### YOUR OBJECTIVE
Hand back the entries below exactly.

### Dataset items
■ ■ ■ ■
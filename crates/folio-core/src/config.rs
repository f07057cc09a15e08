#![forbid(unsafe_code)]

//! Controller configuration.
//!
//! [`PageConfig`] carries every tunable of the page behaviors. All fields
//! have defaults matching the stock portfolio page, so an empty JSON object
//! (or no options at all) yields the standard behavior.
//!
//! ```
//! use folio_core::config::{FeatureSet, PageConfig};
//!
//! let config = PageConfig::from_json(r#"{ "scroll_debounce_ms": 50 }"#).unwrap();
//! assert_eq!(config.scroll_debounce_ms, 50);
//! assert!(config.features.contains(FeatureSet::CURSOR));
//! assert!(!config.features.contains(FeatureSet::TYPEWRITER));
//! ```

use core::time::Duration;

use bitflags::bitflags;
use serde::{Deserialize, Serialize};

use crate::PageError;
use crate::debounce::{DebounceConfig, Edge};
use crate::reveal::ObserverOptions;
use crate::scroll::ScrollTuning;
use crate::theme::Theme;
use crate::typewriter::DEFAULT_TYPE_DELAY;

bitflags! {
    /// Independently switchable page behaviors.
    #[derive(Debug, Clone, Copy, PartialEq, Eq, Hash, Serialize, Deserialize)]
    #[serde(transparent)]
    pub struct FeatureSet: u16 {
        const THEME          = 1 << 0;
        const CURSOR         = 1 << 1;
        const MENU           = 1 << 2;
        const SMOOTH_SCROLL  = 1 << 3;
        const REVEAL         = 1 << 4;
        const ACTIVE_SECTION = 1 << 5;
        const NAVBAR         = 1 << 6;
        const PARALLAX       = 1 << 7;
        const TYPEWRITER     = 1 << 8;
        const LAZY_IMAGES    = 1 << 9;
        const IMAGE_FALLBACK = 1 << 10;
    }
}

impl FeatureSet {
    /// Everything the stock page runs. The typing effect is opt-in.
    #[must_use]
    pub const fn standard() -> Self {
        Self::all().difference(Self::TYPEWRITER)
    }

    /// Name of a single flag (or the first flag of a set).
    #[must_use]
    pub fn name(self) -> &'static str {
        self.iter_names().next().map_or("NONE", |(name, _)| name)
    }
}

impl Default for FeatureSet {
    fn default() -> Self {
        Self::standard()
    }
}

/// Opt-in typing effect settings.
#[derive(Debug, Clone, PartialEq, Eq, Serialize, Deserialize)]
pub struct TypewriterConfig {
    /// Element whose text is retyped.
    pub selector: String,
    /// Delay between characters, in milliseconds.
    #[serde(default = "default_type_delay_ms")]
    pub delay_ms: u64,
}

fn default_type_delay_ms() -> u64 {
    DEFAULT_TYPE_DELAY.as_millis() as u64
}

impl TypewriterConfig {
    #[must_use]
    pub fn new(selector: impl Into<String>) -> Self {
        Self {
            selector: selector.into(),
            delay_ms: default_type_delay_ms(),
        }
    }

    #[must_use]
    pub const fn delay(&self) -> Duration {
        Duration::from_millis(self.delay_ms)
    }
}

/// Configuration for the page controller.
#[derive(Debug, Clone, PartialEq, Serialize, Deserialize)]
#[serde(default)]
pub struct PageConfig {
    /// Preference-store key holding the theme.
    pub storage_key: String,
    /// Theme used when nothing valid is stored.
    pub default_theme: Theme,
    /// Behaviors to run.
    pub features: FeatureSet,
    /// Fraction of the remaining distance the cursor follower covers per frame.
    pub follow_factor: f64,
    pub scroll: ScrollTuning,
    /// Quiet period before the active section is recomputed.
    pub scroll_debounce_ms: u64,
    pub scroll_debounce_edge: Edge,
    pub reveal_observer: ObserverOptions,
    pub image_observer: ObserverOptions,
    /// Typing effect; only runs when set and `TYPEWRITER` is in `features`.
    pub typewriter: Option<TypewriterConfig>,
    /// Maximum log level (`error`, `warn`, `info`, `debug`, `trace`).
    pub log_level: String,
}

impl Default for PageConfig {
    fn default() -> Self {
        Self {
            storage_key: "theme".to_string(),
            default_theme: Theme::Dark,
            features: FeatureSet::standard(),
            follow_factor: crate::cursor::DEFAULT_FOLLOW_FACTOR,
            scroll: ScrollTuning::default(),
            scroll_debounce_ms: 100,
            scroll_debounce_edge: Edge::Trailing,
            reveal_observer: ObserverOptions::reveal(),
            image_observer: ObserverOptions::lazy_images(),
            typewriter: None,
            log_level: "info".to_string(),
        }
    }
}

impl PageConfig {
    /// Parse and validate a JSON options object.
    pub fn from_json(json: &str) -> Result<Self, PageError> {
        let config: Self =
            serde_json::from_str(json).map_err(|e| PageError::Config(e.to_string()))?;
        config.validate()?;
        Ok(config)
    }

    /// Reject values no page could use.
    pub fn validate(&self) -> Result<(), PageError> {
        if self.storage_key.is_empty() {
            return Err(PageError::Config("storage_key must not be empty".into()));
        }
        if !(0.0..=1.0).contains(&self.follow_factor) {
            return Err(PageError::Config(format!(
                "follow_factor must be within [0, 1], got {}",
                self.follow_factor
            )));
        }
        for (name, observer) in [
            ("reveal_observer", &self.reveal_observer),
            ("image_observer", &self.image_observer),
        ] {
            if !(0.0..=1.0).contains(&observer.threshold) {
                return Err(PageError::Config(format!(
                    "{name}.threshold must be within [0, 1], got {}",
                    observer.threshold
                )));
            }
        }
        if let Some(tw) = &self.typewriter {
            if tw.selector.trim().is_empty() {
                return Err(PageError::Config(
                    "typewriter.selector must not be empty".into(),
                ));
            }
        }
        Ok(())
    }

    #[must_use]
    pub fn with_features(mut self, features: FeatureSet) -> Self {
        self.features = features;
        self
    }

    #[must_use]
    pub fn with_default_theme(mut self, theme: Theme) -> Self {
        self.default_theme = theme;
        self
    }

    #[must_use]
    pub fn with_storage_key(mut self, key: impl Into<String>) -> Self {
        self.storage_key = key.into();
        self
    }

    /// Enable the typing effect on `config.selector`.
    #[must_use]
    pub fn with_typewriter(mut self, config: TypewriterConfig) -> Self {
        self.typewriter = Some(config);
        self.features |= FeatureSet::TYPEWRITER;
        self
    }

    /// Debounce settings for the active-section recomputation.
    #[must_use]
    pub const fn scroll_debounce(&self) -> DebounceConfig {
        DebounceConfig::new(
            Duration::from_millis(self.scroll_debounce_ms),
            self.scroll_debounce_edge,
        )
    }
}
#![forbid(unsafe_code)]

//! Self-renewing `requestAnimationFrame` loop.
//!
//! Each frame requests the next one and parks its [`AnimationFrame`] handle
//! in a shared slot. Dropping the [`FrameLoop`] drops the slot, which
//! cancels the queued frame, and a frame already running finds the slot
//! gone and does not renew.

use std::cell::RefCell;
use std::rc::{Rc, Weak};

use gloo::render::{AnimationFrame, request_animation_frame};

type FrameSlot = RefCell<Option<AnimationFrame>>;

pub(crate) struct FrameLoop {
    _pending: Rc<FrameSlot>,
}

impl FrameLoop {
    /// Call `on_frame` with the DOM high-resolution timestamp once per
    /// animation frame until the loop is dropped.
    pub(crate) fn start(on_frame: impl FnMut(f64) + 'static) -> Self {
        let pending = Rc::new(RefCell::new(None));
        schedule(Rc::downgrade(&pending), on_frame);
        Self { _pending: pending }
    }
}

fn schedule<F>(slot: Weak<FrameSlot>, mut on_frame: F)
where
    F: FnMut(f64) + 'static,
{
    let Some(pending) = slot.upgrade() else {
        return;
    };
    let handle = request_animation_frame(move |timestamp| {
        on_frame(timestamp);
        schedule(slot, on_frame);
    });
    *pending.borrow_mut() = Some(handle);
}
■ ■ ■ ■
### RESPONSE AREA
filename crates/folio-core/src/config.rs
repository f07057cc09a15e08
#![forbid(unsafe_code)]

//! Controller configuration.
//!
//! [`PageConfig`] carries every tunable of the page behaviors. All fields
//! have defaults matching the stock portfolio page, so an empty JSON object
//! (or no options at all) yields the standard behavior.
//!
//! ```
//! use folio_core::config::{FeatureSet, PageConfig};
//!
//! let config = PageConfig::from_json(r#"{ "scroll_debounce_ms": 50 }"#).unwrap();
//! assert_eq!(config.scroll_debounce_ms, 50);
//! assert!(config.features.contains(FeatureSet::CURSOR));
//! assert!(!config.features.contains(FeatureSet::TYPEWRITER));
//! ```

use core::time::Duration;

use bitflags::bitflags;
use serde::{Deserialize, Serialize};

use crate::PageError;
use crate::debounce::{DebounceConfig, Edge};
use crate::reveal::ObserverOptions;
use crate::scroll::ScrollTuning;
use crate::theme::Theme;
use crate::typewriter::DEFAULT_TYPE_DELAY;

bitflags! {
    /// Independently switchable page behaviors.
    #[derive(Debug, Clone, Copy, PartialEq, Eq, Hash, Serialize, Deserialize)]
    #[serde(transparent)]
    pub struct FeatureSet: u16 {
        const THEME          = 1 << 0;
        const CURSOR         = 1 << 1;
        const MENU           = 1 << 2;
        const SMOOTH_SCROLL  = 1 << 3;
        const REVEAL         = 1 << 4;
        const ACTIVE_SECTION = 1 << 5;
        const NAVBAR         = 1 << 6;
        const PARALLAX       = 1 << 7;
        const TYPEWRITER     = 1 << 8;
        const LAZY_IMAGES    = 1 << 9;
        const IMAGE_FALLBACK = 1 << 10;
    }
}

impl FeatureSet {
    /// Everything the stock page runs. The typing effect is opt-in.
    #[must_use]
    pub const fn standard() -> Self {
        Self::all().difference(Self::TYPEWRITER)
    }

    /// Name of a single flag (or the first flag of a set).
    #[must_use]
    pub fn name(self) -> &'static str {
        self.iter_names().next().map_or("NONE", |(name, _)| name)
    }
}

impl Default for FeatureSet {
    fn default() -> Self {
        Self::standard()
    }
}

/// Opt-in typing effect settings.
#[derive(Debug, Clone, PartialEq, Eq, Serialize, Deserialize)]
pub struct TypewriterConfig {
    /// Element whose text is retyped.
    pub selector: String,
    /// Delay between characters, in milliseconds.
    #[serde(default = "default_type_delay_ms")]
    pub delay_ms: u64,
}

fn default_type_delay_ms() -> u64 {
    DEFAULT_TYPE_DELAY.as_millis() as u64
}

impl TypewriterConfig {
    #[must_use]
    pub fn new(selector: impl Into<String>) -> Self {
        Self {
            selector: selector.into(),
            delay_ms: default_type_delay_ms(),
        }
    }

    #[must_use]
    pub const fn delay(&self) -> Duration {
        Duration::from_millis(self.delay_ms)
    }
}

/// Configuration for the page controller.
#[derive(Debug, Clone, PartialEq, Serialize, Deserialize)]
#[serde(default)]
pub struct PageConfig {
    /// Preference-store key holding the theme.
    pub storage_key: String,
    /// Theme used when nothing valid is stored.
    pub default_theme: Theme,
    /// Behaviors to run.
    pub features: FeatureSet,
    /// Fraction of the remaining distance the cursor follower covers per frame.
    pub follow_factor: f64,
    pub scroll: ScrollTuning,
    /// Quiet period before the active section is recomputed.
    pub scroll_debounce_ms: u64,
    pub scroll_debounce_edge: Edge,
    pub reveal_observer: ObserverOptions,
    pub image_observer: ObserverOptions,
    /// Typing effect; only runs when set and `TYPEWRITER` is in `features`.
    pub typewriter: Option<TypewriterConfig>,
    /// Maximum log level (`error`, `warn`, `info`, `debug`, `trace`).
    pub log_level: String,
}

impl Default for PageConfig {
    fn default() -> Self {
        Self {
            storage_key: "theme".to_string(),
            default_theme: Theme::Dark,
            features: FeatureSet::standard(),
            follow_factor: crate::cursor::DEFAULT_FOLLOW_FACTOR,
            scroll: ScrollTuning::default(),
            scroll_debounce_ms: 100,
            scroll_debounce_edge: Edge::Trailing,
            reveal_observer: ObserverOptions::reveal(),
            image_observer: ObserverOptions::lazy_images(),
            typewriter: None,
            log_level: "info".to_string(),
        }
    }
}

impl PageConfig {
    /// Parse and validate a JSON options object.
    pub fn from_json(json: &str) -> Result<Self, PageError> {
        let config: Self =
            serde_json::from_str(json).map_err(|e| PageError::Config(e.to_string()))?;
        config.validate()?;
        Ok(config)
    }

    /// Reject values no page could use.
    pub fn validate(&self) -> Result<(), PageError> {
        if self.storage_key.is_empty() {
            return Err(PageError::Config("storage_key must not be empty".into()));
        }
        if !(0.0..=1.0).contains(&self.follow_factor) {
            return Err(PageError::Config(format!(
                "follow_factor must be within [0, 1], got {}",
                self.follow_factor
            )));
        }
        for (name, observer) in [
            ("reveal_observer", &self.reveal_observer),
            ("image_observer", &self.image_observer),
        ] {
            if !(0.0..=1.0).contains(&observer.threshold) {
                return Err(PageError::Config(format!(
                    "{name}.threshold must be within [0, 1], got {}",
                    observer.threshold
                )));
            }
        }
        if let Some(tw) = &self.typewriter {
            if tw.selector.trim().is_empty() {
                return Err(PageError::Config(
                    "typewriter.selector must not be empty".into(),
                ));
            }
        }
        Ok(())
    }

    #[must_use]
    pub fn with_features(mut self, features: FeatureSet) -> Self {
        self.features = features;
        self
    }

    #[must_use]
    pub fn with_default_theme(mut self, theme: Theme) -> Self {
        self.default_theme = theme;
        self
    }

    #[must_use]
    pub fn with_storage_key(mut self, key: impl Into<String>) -> Self {
        self.storage_key = key.into();
        self
    }

    /// Enable the typing effect on `config.selector`.
    #[must_use]
    pub fn with_typewriter(mut self, config: TypewriterConfig) -> Self {
        self.typewriter = Some(config);
        self.features |= FeatureSet::TYPEWRITER;
        self
    }

    /// Debounce settings for the active-section recomputation.
    #[must_use]
    pub const fn scroll_debounce(&self) -> DebounceConfig {
        DebounceConfig::new(
            Duration::from_millis(self.scroll_debounce_ms),
            self.scroll_debounce_edge,
        )
    }
}
#![forbid(unsafe_code)]

//! Self-renewing `requestAnimationFrame` loop.
//!
//! Each frame requests the next one and parks its [`AnimationFrame`] handle
//! in a shared slot. Dropping the [`FrameLoop`] drops the slot, which
//! cancels the queued frame, and a frame already running finds the slot
//! gone and does not renew.

use std::cell::RefCell;
use std::rc::{Rc, Weak};

use gloo::render::{AnimationFrame, request_animation_frame};

type FrameSlot = RefCell<Option<AnimationFrame>>;

pub(crate) struct FrameLoop {
    _pending: Rc<FrameSlot>,
}

impl FrameLoop {
    /// Call `on_frame` with the DOM high-resolution timestamp once per
    /// animation frame until the loop is dropped.
    pub(crate) fn start(on_frame: impl FnMut(f64) + 'static) -> Self {
        let pending = Rc::new(RefCell::new(None));
        schedule(Rc::downgrade(&pending), on_frame);
        Self { _pending: pending }
    }
}

fn schedule<F>(slot: Weak<FrameSlot>, mut on_frame: F)
where
    F: FnMut(f64) + 'static,
{
    let Some(pending) = slot.upgrade() else {
        return;
    };
    let handle = request_animation_frame(move |timestamp| {
        on_frame(timestamp);
        schedule(slot, on_frame);
    });
    *pending.borrow_mut() = Some(handle);
}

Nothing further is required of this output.